Work order:
For each line in the records that contains "HostDriver", make a copy.

Supplied material:
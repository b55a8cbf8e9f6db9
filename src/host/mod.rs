//! Host Driver
//!
//! Discovers the device, partitions its catalog into groups and drives one
//! worker per group with fresh random payloads.

pub mod catalog;
pub mod classify;
pub mod driver;
pub mod worker;

pub use catalog::{partition_groups, GroupPlan};
pub use classify::{classify, Outcome, TestResult};
pub use driver::{HostDriver, Session};
pub use worker::{ExecutionWindow, GroupRun, WorkerSettings};
//! loopcheck - hardware-in-the-loop peripheral verification
//!
//! A host driver sends randomized payloads over UDP to a device under test,
//! which loops each payload through a named pair of peripherals and sends it
//! back. The host classifies every echo, measures its latency and writes a
//! per-test report.
//!
//! - **Protocol**: fixed-layout identity, catalog and test datagrams
//! - **Device**: per-group dispatcher with one request in flight per group
//! - **Host**: catalog partitioning and sequential/concurrent group scheduling
//! - **Report**: per-entry outcome counts and mean success latency
//!
//! # Quick Start
//!
//! ```ignore
//! use loopcheck::{config::Config, host::HostDriver, report::Report};
//!
//! let config = Config::load(None)?;
//! let driver = HostDriver::new(config.host.clone(), config.ports);
//! let session = driver.connect().await?;
//! let runs = driver.run_all(&session).await?;
//! Report::new(&session, &runs).write(&config.report.dir, config.report.format)?;
//! ```

pub mod cli;
pub mod config;
pub mod device;
pub mod errors;
pub mod host;
pub mod observability;
pub mod protocol;
pub mod report;
pub mod transport;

Result of the task:
pub use driver::{HostDriver, Session};
//! use loopcheck::{config::Config, host::HostDriver, report::Report};
//! let driver = HostDriver::new(config.host.clone(), config.ports);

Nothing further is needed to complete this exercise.